Human neural stem cells derived from fetal human brain communicate each other and rescue ischemic neurons through tunneling nanotubes

Pre-clinical trials have demonstrated the neuroprotective effects of transplanted human neural stem cells (hNSCs) during the post-ischemic phase. However, the exact neuroprotective mechanism remains unclear. Tunneling nanotubes (TNTs) are long plasma membrane bridges that physically connect distant cells, enabling the intercellular transfer of mitochondria, contributing to post-ischemic repair processes. Whether hNSCs communicate through TNTs and their role in post-ischemic neuroprotection remain unknown. In this study, non-immortalized hNSC lines derived from fetal human brain tissues were examined to explore these possibilities and assess the post-ischemic neuroprotection potential of these hNSCs.
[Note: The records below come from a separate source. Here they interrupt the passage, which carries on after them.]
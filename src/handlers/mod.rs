//! Example consumers of hub payloads.
pub mod logger;
pub mod toast;
use std::any::type_name;
use std::error::Error;
use std::fmt;
use std::sync::Arc;

pub type HandlerError = Box<dyn Error + Send + Sync>;

/// A consumer of notification payloads.
///
/// Implemented for every `Fn(&str) -> Result<(), HandlerError>` closure, so
/// fallible closures can be subscribed directly through [`Handler::new`].
pub trait INotificationHandler: Send + Sync + 'static {
    fn handle(&self, payload: &str) -> Result<(), HandlerError>;

    fn name(&self) -> &'static str {
        type_name::<Self>()
    }
}

impl<F> INotificationHandler for F
where
    F: Fn(&str) -> Result<(), HandlerError> + Send + Sync + 'static,
{
    fn handle(&self, payload: &str) -> Result<(), HandlerError> {
        self(payload)
    }
}

struct InfallibleFn<F>(F);

impl<F> INotificationHandler for InfallibleFn<F>
where
    F: Fn(&str) + Send + Sync + 'static,
{
    fn handle(&self, payload: &str) -> Result<(), HandlerError> {
        (self.0)(payload);
        Ok(())
    }

    fn name(&self) -> &'static str {
        type_name::<F>()
    }
}

/// Shared, identity-comparable handle to a handler.
///
/// Equality is pointer identity: clones of one `Handler` are equal, and two
/// handlers built from clones of the same `Arc<T>` are equal too.
#[derive(Clone)]
pub struct Handler(Arc<dyn INotificationHandler>);

impl Handler {
    pub fn new(handler: impl INotificationHandler) -> Self {
        Self(Arc::new(handler))
    }

    pub fn from_fn(func: impl Fn(&str) + Send + Sync + 'static) -> Self {
        Self(Arc::new(InfallibleFn(func)))
    }

    pub fn name(&self) -> &'static str {
        self.0.name()
    }

    pub(crate) fn call(&self, payload: &str) -> Result<(), HandlerError> {
        self.0.handle(payload)
    }
}

impl<T: INotificationHandler> From<Arc<T>> for Handler {
    fn from(handler: Arc<T>) -> Self {
        Self(handler)
    }
}

impl PartialEq for Handler {
    fn eq(&self, other: &Self) -> bool {
        Arc::ptr_eq(&self.0, &other.0)
    }
}

impl Eq for Handler {}

impl fmt::Debug for Handler {
    fn fmt(&self, f: &mut fmt::Formatter<'_>) -> fmt::Result {
        f.debug_tuple("Handler").field(&self.name()).finish()
    }
}
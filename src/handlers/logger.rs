use crate::core::contracts::{HandlerError, INotificationHandler};
use chrono::{DateTime, Utc};
use parking_lot::Mutex;
use std::io::{self, Stdout, Write};

type Clock = dyn Fn() -> DateTime<Utc> + Send + Sync;

/// Writes `"<unix millis> <payload>"` lines to the wrapped writer.
pub struct LogHandler<W: Write + Send + 'static> {
    out: Mutex<W>,
    clock: Box<Clock>,
}

impl LogHandler<Stdout> {
    pub fn stdout() -> Self {
        Self::new(io::stdout())
    }
}

impl<W: Write + Send + 'static> LogHandler<W> {
    pub fn new(out: W) -> Self {
        Self {
            out: Mutex::new(out),
            clock: Box::new(Utc::now),
        }
    }

    pub fn with_clock(mut self, clock: impl Fn() -> DateTime<Utc> + Send + Sync + 'static) -> Self {
        self.clock = Box::new(clock);
        self
    }

    pub fn into_inner(self) -> W {
        self.out.into_inner()
    }
}

impl<W: Write + Send + 'static> INotificationHandler for LogHandler<W> {
    fn handle(&self, payload: &str) -> Result<(), HandlerError> {
        let millis = (self.clock)().timestamp_millis();
        let mut out = self.out.lock();
        writeln!(out, "{millis} {payload}")?;
        out.flush()?;
        Ok(())
    }
}

#[cfg(test)]
mod tests {
    use super::*;
    use crate::core::contracts::Handler;
    use crate::core::hub::NotificationHub;
    use chrono::TimeZone;
    use std::sync::Arc;

    #[derive(Clone, Default)]
    struct SharedBuffer(Arc<Mutex<Vec<u8>>>);

    impl SharedBuffer {
        fn contents(&self) -> String {
            String::from_utf8(self.0.lock().clone()).unwrap()
        }
    }

    impl Write for SharedBuffer {
        fn write(&mut self, buf: &[u8]) -> io::Result<usize> {
            self.0.lock().extend_from_slice(buf);
            Ok(buf.len())
        }

        fn flush(&mut self) -> io::Result<()> {
            Ok(())
        }
    }

    struct BrokenPipe;

    impl Write for BrokenPipe {
        fn write(&mut self, _buf: &[u8]) -> io::Result<usize> {
            Err(io::Error::new(io::ErrorKind::BrokenPipe, "pipe closed"))
        }

        fn flush(&mut self) -> io::Result<()> {
            Ok(())
        }
    }

    fn fixed_clock() -> DateTime<Utc> {
        Utc.timestamp_millis_opt(1_700_000_000_123).unwrap()
    }

    #[test]
    fn test_writes_timestamp_and_payload() {
        let handler = LogHandler::new(Vec::new()).with_clock(fixed_clock);

        handler.handle("User clicked button!").unwrap();
        handler.handle("User toggled switch!").unwrap();

        let written = String::from_utf8(handler.into_inner()).unwrap();
        assert_eq!(
            written,
            "1700000000123 User clicked button!\n1700000000123 User toggled switch!\n"
        );
    }

    #[test]
    fn test_default_clock_uses_current_time() {
        let buffer = SharedBuffer::default();
        let before = Utc::now().timestamp_millis();
        LogHandler::new(buffer.clone()).handle("now").unwrap();
        let after = Utc::now().timestamp_millis();

        let line = buffer.contents();
        let (millis, payload) = line.trim_end().split_once(' ').unwrap();
        let millis: i64 = millis.parse().unwrap();
        assert!(millis >= before && millis <= after);
        assert_eq!(payload, "now");
    }

    #[test]
    fn test_write_error_is_reported_by_hub() {
        let hub = NotificationHub::new();
        hub.subscribe(Handler::new(LogHandler::new(BrokenPipe)));

        let report = hub.notify("lost");

        assert_eq!(report.delivered(), 0);
        assert_eq!(report.failures().len(), 1);
        assert!(report.failures()[0].to_string().contains("pipe closed"));
    }

    #[test]
    fn test_subscribed_logger_receives_notifications() {
        let buffer = SharedBuffer::default();
        let hub = NotificationHub::new();
        hub.subscribe(Handler::new(
            LogHandler::new(buffer.clone()).with_clock(fixed_clock),
        ));

        let _ = hub.notify("hello");

        assert_eq!(buffer.contents(), "1700000000123 hello\n");
    }
}
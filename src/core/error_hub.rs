use thiserror::Error;

#[derive(Debug, Clone, Error, PartialEq)]
pub enum HubError {
    #[error("HubError: Handler '{0}' failed on payload '{1}' error '{2}'")]
    HandlerFailed(String, String, String),

    #[error("HubError: Handler '{0}' panicked on payload '{1}' message '{2}'")]
    HandlerPanicked(String, String, String),

    #[error("HubError: Delivery of payload '{0}' incomplete: {1} of {2} handlers failed")]
    DeliveryIncomplete(String, usize, usize),

    #[error("HubError: Invalid Toast Configuration: '{0}'")]
    InvalidToastConfiguration(String),

    #[error("HubError: Unsupported toast position: '{0}'")]
    InvalidToastPosition(String),

    #[error("HubError: Toast not found by id '{0}'")]
    ToastNotFound(u64),

    #[error("HubError: Toast '{0}' cannot be closed, close button is disabled")]
    ToastNotClosable(u64),

    #[error("HubError: Order registered already by id '{0}'")]
    OrderAlreadyExists(String),

    #[error("HubError: Order not found by id '{0}'")]
    OrderNotFound(String),

    #[error("HubError: Property not found: '{0}'")]
    PropertyNotFound(String),

    #[error("HubError: Only numeric values are allowed for age, got '{0}'")]
    InvalidAge(String),

    #[error("HubError: Invalid name '{0}', at least 2 characters are required")]
    InvalidName(String),
}
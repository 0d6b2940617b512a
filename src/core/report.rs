use crate::core::error_hub::HubError;

/// Outcome of a single [`NotificationHub::notify`](crate::core::hub::NotificationHub::notify).
#[must_use]
#[derive(Debug, Clone, PartialEq)]
pub struct DeliveryReport {
    payload: String,
    delivered: usize,
    failures: Vec<HubError>,
}

impl DeliveryReport {
    pub(crate) fn new(payload: &str) -> Self {
        Self {
            payload: payload.to_string(),
            delivered: 0,
            failures: Vec::new(),
        }
    }

    pub(crate) fn record_delivered(&mut self) {
        self.delivered += 1;
    }

    pub(crate) fn record_failure(&mut self, error: HubError) {
        self.failures.push(error);
    }

    pub fn payload(&self) -> &str {
        &self.payload
    }

    pub fn delivered(&self) -> usize {
        self.delivered
    }

    pub fn failures(&self) -> &[HubError] {
        &self.failures
    }

    pub fn attempted(&self) -> usize {
        self.delivered + self.failures.len()
    }

    pub fn is_complete(&self) -> bool {
        self.failures.is_empty()
    }

    /// Number of handlers that ran to completion, or `DeliveryIncomplete`
    /// when at least one of them failed.
    pub fn into_result(self) -> Result<usize, HubError> {
        if self.is_complete() {
            Ok(self.delivered)
        } else {
            Err(HubError::DeliveryIncomplete(
                self.payload,
                self.failures.len(),
                self.delivered + self.failures.len(),
            ))
        }
    }
}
Using Tau-STED super-resolution confocal microscopy, live cell time-lapse fluorescence microscopy, electron microscopy, and direct or non-contact homotypic co-cultures, we demonstrated that hNSCs generate nestin-positive TNTs in both 3D neurospheres and 2D cultures, though which they transfer functional mitochondria. Co-culturing hNSCs with human neurons revealed heterotypic TNTs allowing mitochondrial transfer from hNSCs to neurons. To investigate the role of heterotypic TNTs in post-ischemic neuroprotection, neurons were subjected to oxygen-glucose deprivation (OGD) followed by reoxygenation (OGD/R) with or without hNSCs in direct or non-contact co-cultures. Compared to normoxia, OGD/R neurons became apoptotic with impaired electrical activity. When OGD/R neurons were co-cultured in direct contact with hNSCs, heterotypic TNTs enabled the transfer of functional mitochondria from hNSCs to OGD/R neurons, rescuing them from apoptosis and restoring the bioelectrical profile toward normoxic neurons. This complete neuroprotection did not occur in the non-contact co-culture. In summary, our data reveal the presence of a functional TNTs network containing nestin within hNSCs, demonstrate the involvement of TNTs in post-ischemic neuroprotection mediated by hNSCs, and highlight the strong efficacy of our hNSC lines in post-ischemic neuroprotection.